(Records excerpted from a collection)
********
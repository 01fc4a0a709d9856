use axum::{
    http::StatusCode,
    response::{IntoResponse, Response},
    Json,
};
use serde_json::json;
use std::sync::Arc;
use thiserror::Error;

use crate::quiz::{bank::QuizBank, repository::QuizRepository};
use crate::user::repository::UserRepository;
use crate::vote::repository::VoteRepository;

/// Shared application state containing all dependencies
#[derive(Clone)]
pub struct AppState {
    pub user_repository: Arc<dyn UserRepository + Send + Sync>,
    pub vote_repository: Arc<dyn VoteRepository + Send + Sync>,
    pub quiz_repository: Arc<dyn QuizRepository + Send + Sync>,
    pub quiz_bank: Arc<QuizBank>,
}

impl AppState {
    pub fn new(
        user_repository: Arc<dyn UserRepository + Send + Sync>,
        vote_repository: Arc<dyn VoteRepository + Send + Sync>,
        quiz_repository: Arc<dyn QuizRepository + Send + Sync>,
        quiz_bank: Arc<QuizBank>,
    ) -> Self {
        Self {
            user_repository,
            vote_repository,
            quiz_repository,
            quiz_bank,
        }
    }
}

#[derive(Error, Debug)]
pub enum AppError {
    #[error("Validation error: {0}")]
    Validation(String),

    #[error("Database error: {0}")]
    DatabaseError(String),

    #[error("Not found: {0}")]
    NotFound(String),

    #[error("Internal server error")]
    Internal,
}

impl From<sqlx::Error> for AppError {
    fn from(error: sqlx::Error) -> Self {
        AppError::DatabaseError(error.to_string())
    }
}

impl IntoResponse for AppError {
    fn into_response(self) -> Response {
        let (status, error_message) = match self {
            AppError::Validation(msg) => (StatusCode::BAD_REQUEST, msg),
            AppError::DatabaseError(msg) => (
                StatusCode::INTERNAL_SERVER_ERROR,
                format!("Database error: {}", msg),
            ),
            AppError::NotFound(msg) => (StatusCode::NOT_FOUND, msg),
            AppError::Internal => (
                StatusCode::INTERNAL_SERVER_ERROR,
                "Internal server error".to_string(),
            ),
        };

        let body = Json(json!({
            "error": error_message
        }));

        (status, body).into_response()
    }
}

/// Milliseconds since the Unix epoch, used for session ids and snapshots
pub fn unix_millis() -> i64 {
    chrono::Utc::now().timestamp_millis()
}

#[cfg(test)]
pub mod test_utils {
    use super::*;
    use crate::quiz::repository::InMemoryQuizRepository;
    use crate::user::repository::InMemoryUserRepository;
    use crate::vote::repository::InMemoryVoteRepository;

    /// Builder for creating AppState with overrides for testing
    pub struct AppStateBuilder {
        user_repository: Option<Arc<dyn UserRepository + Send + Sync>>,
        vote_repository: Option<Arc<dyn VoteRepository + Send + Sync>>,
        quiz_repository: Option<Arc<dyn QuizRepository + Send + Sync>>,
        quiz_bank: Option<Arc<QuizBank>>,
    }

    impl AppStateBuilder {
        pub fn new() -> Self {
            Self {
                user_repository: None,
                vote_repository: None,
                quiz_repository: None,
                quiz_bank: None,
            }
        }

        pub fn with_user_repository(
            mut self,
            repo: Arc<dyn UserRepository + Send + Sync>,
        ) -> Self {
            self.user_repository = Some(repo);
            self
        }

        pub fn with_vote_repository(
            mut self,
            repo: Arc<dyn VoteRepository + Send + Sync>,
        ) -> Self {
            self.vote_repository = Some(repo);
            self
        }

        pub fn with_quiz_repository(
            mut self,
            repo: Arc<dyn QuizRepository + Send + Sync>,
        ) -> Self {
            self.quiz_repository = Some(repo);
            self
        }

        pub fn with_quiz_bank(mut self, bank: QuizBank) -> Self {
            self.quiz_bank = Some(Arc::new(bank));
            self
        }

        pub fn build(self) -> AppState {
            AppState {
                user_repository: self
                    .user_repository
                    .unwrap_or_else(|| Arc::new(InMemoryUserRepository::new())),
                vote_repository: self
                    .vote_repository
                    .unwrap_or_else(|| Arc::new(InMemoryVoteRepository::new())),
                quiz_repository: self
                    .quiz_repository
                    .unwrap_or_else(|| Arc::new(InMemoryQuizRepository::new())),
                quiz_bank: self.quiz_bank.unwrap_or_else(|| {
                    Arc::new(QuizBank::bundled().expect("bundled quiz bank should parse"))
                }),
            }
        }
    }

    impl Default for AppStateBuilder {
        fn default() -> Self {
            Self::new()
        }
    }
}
********
◆ EXERCISE ◆
Taking the entries above, write out exactly each line from the one holding "pub user_repository: Arc<dyn" to the one holding "pub fn unix_millis()", both included, and stop there.

◆ ANSWER TO THIS PROBLEM ◆
    pub user_repository: Arc<dyn UserRepository + Send + Sync>,
    pub vote_repository: Arc<dyn VoteRepository + Send + Sync>,
    pub quiz_repository: Arc<dyn QuizRepository + Send + Sync>,
    pub quiz_bank: Arc<QuizBank>,
}

impl AppState {
    pub fn new(
        user_repository: Arc<dyn UserRepository + Send + Sync>,
        vote_repository: Arc<dyn VoteRepository + Send + Sync>,
        quiz_repository: Arc<dyn QuizRepository + Send + Sync>,
        quiz_bank: Arc<QuizBank>,
    ) -> Self {
        Self {
            user_repository,
            vote_repository,
            quiz_repository,
            quiz_bank,
        }
    }
}

#[derive(Error, Debug)]
pub enum AppError {
    #[error("Validation error: {0}")]
    Validation(String),

    #[error("Database error: {0}")]
    DatabaseError(String),

    #[error("Not found: {0}")]
    NotFound(String),

    #[error("Internal server error")]
    Internal,
}

impl From<sqlx::Error> for AppError {
    fn from(error: sqlx::Error) -> Self {
        AppError::DatabaseError(error.to_string())
    }
}

impl IntoResponse for AppError {
    fn into_response(self) -> Response {
        let (status, error_message) = match self {
            AppError::Validation(msg) => (StatusCode::BAD_REQUEST, msg),
            AppError::DatabaseError(msg) => (
                StatusCode::INTERNAL_SERVER_ERROR,
                format!("Database error: {}", msg),
            ),
            AppError::NotFound(msg) => (StatusCode::NOT_FOUND, msg),
            AppError::Internal => (
                StatusCode::INTERNAL_SERVER_ERROR,
                "Internal server error".to_string(),
            ),
        };

        let body = Json(json!({
            "error": error_message
        }));

        (status, body).into_response()
    }
}

/// Milliseconds since the Unix epoch, used for session ids and snapshots
pub fn unix_millis() -> i64 {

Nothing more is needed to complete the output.